* _The task_
Every line below containing the word "never" should be found and copied.

-- Material provided follows --

//! Certificate revocation lists.
//!
//! A CRL is never edited on disk: the orchestrator loads it into a
//! [`CrlData`], appends an entry and signs the whole list again with
//! [`generate_crl`].

use der::asn1::BitString;
use der::{Decode, Encode};
use time::OffsetDateTime;
use tracing::debug;
use x509_cert::Version;
use x509_cert::crl::{CertificateList, RevokedCert, TbsCertList};
use x509_cert::serial_number::SerialNumber;

use crate::cert::extensions::AuthorityKeyIdentifier;
use crate::cert::{Certificate, SignatureAlgorithm};
use crate::error::{PkiError, Result};
use crate::key::{PrivateKey, PublicKey};
use crate::pem_utils::{self, CRL_LABEL};
use crate::tbs_certificate::{from_x509_time, now_utc, to_extension, to_x509_time};

/// One entry of a revocation list.
#[derive(Debug, Clone, PartialEq, Eq)]
pub struct RevokedCertificate {
    pub serial_number: SerialNumber,
    pub revocation_date: OffsetDateTime,
}

/// The unsigned content of a CRL.
///
/// `expiration_date` is pinned to the issuing certificate's own `notAfter`
/// and is never moved by [`CrlData::add_revoked_certificate`].
#[derive(Debug, Clone, PartialEq, Eq)]
pub struct CrlData {
    pub revoked_certificates: Vec<RevokedCertificate>,
    pub creation_date: OffsetDateTime,
    pub expiration_date: OffsetDateTime,
}

impl CrlData {
    /// An empty list created now that expires with `issuer`.
    pub fn new_for_issuer(issuer: &Certificate) -> Result<Self> {
        Ok(Self {
            revoked_certificates: Vec::new(),
            creation_date: now_utc()?,
            expiration_date: issuer.not_after()?,
        })
    }

    /// Appends an entry revoked at `revocation_date` and refreshes the
    /// creation date. Duplicate serials are kept.
    pub fn add_revoked_certificate(
        &mut self,
        serial_number: SerialNumber,
        revocation_date: OffsetDateTime,
    ) {
        self.revoked_certificates.push(RevokedCertificate {
            serial_number,
            revocation_date,
        });
        self.creation_date = revocation_date;
    }

    pub fn from_crl(crl: &Crl) -> Result<Self> {
        let tbs = &crl.inner.tbs_cert_list;
        let next_update = tbs
            .next_update
            .as_ref()
            .ok_or_else(|| PkiError::parse("crl", "missing nextUpdate"))?;

        let revoked_certificates = tbs
            .revoked_certificates
            .iter()
            .flatten()
            .map(|entry| {
                Ok(RevokedCertificate {
                    serial_number: entry.serial_number.clone(),
                    revocation_date: from_x509_time(&entry.revocation_date)?,
                })
            })
            .collect::<Result<Vec<_>>>()?;

        Ok(Self {
            revoked_certificates,
            creation_date: from_x509_time(&tbs.this_update)?,
            expiration_date: from_x509_time(next_update)?,
        })
    }

    pub fn from_der(der: &[u8]) -> Result<Self> {
        Self::from_crl(&Crl::from_der(der)?)
    }
}

/// A signed X.509 v2 CRL.
#[derive(Debug, Clone, PartialEq, Eq)]
pub struct Crl {
    pub inner: CertificateList,
}

impl Crl {
    pub fn to_der(&self) -> Result<Vec<u8>> {
        Ok(self.inner.to_der()?)
    }

    pub fn to_pem(&self) -> Result<String> {
        Ok(pem_utils::der_to_pem(&self.to_der()?, CRL_LABEL))
    }

    pub fn from_der(der: &[u8]) -> Result<Self> {
        let inner = CertificateList::from_der(der).map_err(|e| PkiError::parse("crl", e))?;
        Ok(Self { inner })
    }

    pub fn from_pem(pem: &str) -> Result<Self> {
        Self::from_der(&pem_utils::pem_to_der(pem, CRL_LABEL)?)
    }

    pub fn signature_algorithm(&self) -> Result<SignatureAlgorithm> {
        SignatureAlgorithm::from_algorithm_identifier(&self.inner.signature_algorithm)
    }

    pub fn signature(&self) -> &[u8] {
        self.inner.signature.raw_bytes()
    }

    pub fn verify_signature(&self, issuer_key: &PublicKey) -> Result<()> {
        let tbs = self.inner.tbs_cert_list.to_der()?;
        issuer_key.verify(&tbs, self.signature())
    }
}

/// Signs `data` as the CRL of `issuer_cert`.
pub fn generate_crl(
    issuer_cert: &Certificate,
    issuer_key: &PrivateKey,
    data: &CrlData,
) -> Result<Crl> {
    let signature_algorithm = issuer_key.signature_algorithm().to_algorithm_identifier();

    let revoked = data
        .revoked_certificates
        .iter()
        .map(|entry| {
            Ok(RevokedCert {
                serial_number: entry.serial_number.clone(),
                revocation_date: to_x509_time(entry.revocation_date)?,
                crl_entry_extensions: None,
            })
        })
        .collect::<Result<Vec<_>>>()?;

    let crl_extensions = match issuer_cert.subject_key_identifier()? {
        Some(key_identifier) => {
            let aki = AuthorityKeyIdentifier {
                key_identifier: Some(key_identifier),
            };
            Some(vec![to_extension(&aki, false)?])
        }
        None => None,
    };

    let tbs_cert_list = TbsCertList {
        version: Version::V2,
        signature: signature_algorithm.clone(),
        issuer: issuer_cert.subject().clone(),
        this_update: to_x509_time(data.creation_date)?,
        next_update: Some(to_x509_time(data.expiration_date)?),
        revoked_certificates: (!revoked.is_empty()).then_some(revoked),
        crl_extensions,
    };

    let signature = issuer_key
        .sign(&tbs_cert_list.to_der()?)
        .map_err(|e| PkiError::CrlSigning(e.to_string()))?;

    debug!(entries = data.revoked_certificates.len(), "signed crl");

    Ok(Crl {
        inner: CertificateList {
            tbs_cert_list,
            signature_algorithm,
            signature: BitString::from_bytes(&signature)?,
        },
    })
}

-- Material provided concluded --

* _Output of the task_
//! A CRL is never edited on disk: the orchestrator loads it into a
/// and is never moved by [`CrlData::add_revoked_certificate`].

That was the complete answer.